* PROBLEM DETAILS:
All of the records should be given again exactly as they appear.
(MATERIAL FOR THE TASK begins)
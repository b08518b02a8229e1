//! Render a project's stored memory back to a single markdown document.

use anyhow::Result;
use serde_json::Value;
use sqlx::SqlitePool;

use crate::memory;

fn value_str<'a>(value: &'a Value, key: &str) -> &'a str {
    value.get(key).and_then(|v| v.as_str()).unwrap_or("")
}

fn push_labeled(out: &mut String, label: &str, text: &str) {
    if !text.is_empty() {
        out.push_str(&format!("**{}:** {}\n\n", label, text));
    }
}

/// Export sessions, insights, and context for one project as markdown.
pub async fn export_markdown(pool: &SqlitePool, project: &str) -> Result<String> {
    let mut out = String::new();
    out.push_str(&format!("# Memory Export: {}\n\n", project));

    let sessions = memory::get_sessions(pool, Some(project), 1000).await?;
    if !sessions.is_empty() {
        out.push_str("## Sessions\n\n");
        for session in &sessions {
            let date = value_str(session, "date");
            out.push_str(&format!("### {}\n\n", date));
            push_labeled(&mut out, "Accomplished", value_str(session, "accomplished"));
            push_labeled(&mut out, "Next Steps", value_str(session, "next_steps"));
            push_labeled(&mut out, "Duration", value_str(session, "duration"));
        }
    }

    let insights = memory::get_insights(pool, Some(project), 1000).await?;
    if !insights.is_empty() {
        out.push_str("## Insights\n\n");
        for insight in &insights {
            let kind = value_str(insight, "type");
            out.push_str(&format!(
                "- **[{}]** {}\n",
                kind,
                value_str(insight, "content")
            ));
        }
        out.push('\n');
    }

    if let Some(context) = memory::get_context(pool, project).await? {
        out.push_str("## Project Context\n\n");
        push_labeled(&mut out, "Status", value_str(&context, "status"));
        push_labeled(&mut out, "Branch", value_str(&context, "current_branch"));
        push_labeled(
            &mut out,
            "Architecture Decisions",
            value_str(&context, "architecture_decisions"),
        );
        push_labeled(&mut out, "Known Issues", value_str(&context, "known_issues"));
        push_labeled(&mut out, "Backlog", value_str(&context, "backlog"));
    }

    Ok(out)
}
(MATERIAL FOR THE TASK ends)
* RESULT OF THE TASK:
repository b08518b02a8229e1
//! Render a project's stored memory back to a single markdown document.

use anyhow::Result;
use serde_json::Value;
use sqlx::SqlitePool;

use crate::memory;

fn value_str<'a>(value: &'a Value, key: &str) -> &'a str {
    value.get(key).and_then(|v| v.as_str()).unwrap_or("")
}

fn push_labeled(out: &mut String, label: &str, text: &str) {
    if !text.is_empty() {
        out.push_str(&format!("**{}:** {}\n\n", label, text));
    }
}

/// Export sessions, insights, and context for one project as markdown.
pub async fn export_markdown(pool: &SqlitePool, project: &str) -> Result<String> {
    let mut out = String::new();
    out.push_str(&format!("# Memory Export: {}\n\n", project));

    let sessions = memory::get_sessions(pool, Some(project), 1000).await?;
    if !sessions.is_empty() {
        out.push_str("## Sessions\n\n");
        for session in &sessions {
            let date = value_str(session, "date");
            out.push_str(&format!("### {}\n\n", date));
            push_labeled(&mut out, "Accomplished", value_str(session, "accomplished"));
            push_labeled(&mut out, "Next Steps", value_str(session, "next_steps"));
            push_labeled(&mut out, "Duration", value_str(session, "duration"));
        }
    }

    let insights = memory::get_insights(pool, Some(project), 1000).await?;
    if !insights.is_empty() {
        out.push_str("## Insights\n\n");
        for insight in &insights {
            let kind = value_str(insight, "type");
            out.push_str(&format!(
                "- **[{}]** {}\n",
                kind,
                value_str(insight, "content")
            ));
        }
        out.push('\n');
    }

    if let Some(context) = memory::get_context(pool, project).await? {
        out.push_str("## Project Context\n\n");
        push_labeled(&mut out, "Status", value_str(&context, "status"));
        push_labeled(&mut out, "Branch", value_str(&context, "current_branch"));
        push_labeled(
            &mut out,
            "Architecture Decisions",
            value_str(&context, "architecture_decisions"),
        );
        push_labeled(&mut out, "Known Issues", value_str(&context, "known_issues"));
        push_labeled(&mut out, "Backlog", value_str(&context, "backlog"));
    }

    Ok(out)
}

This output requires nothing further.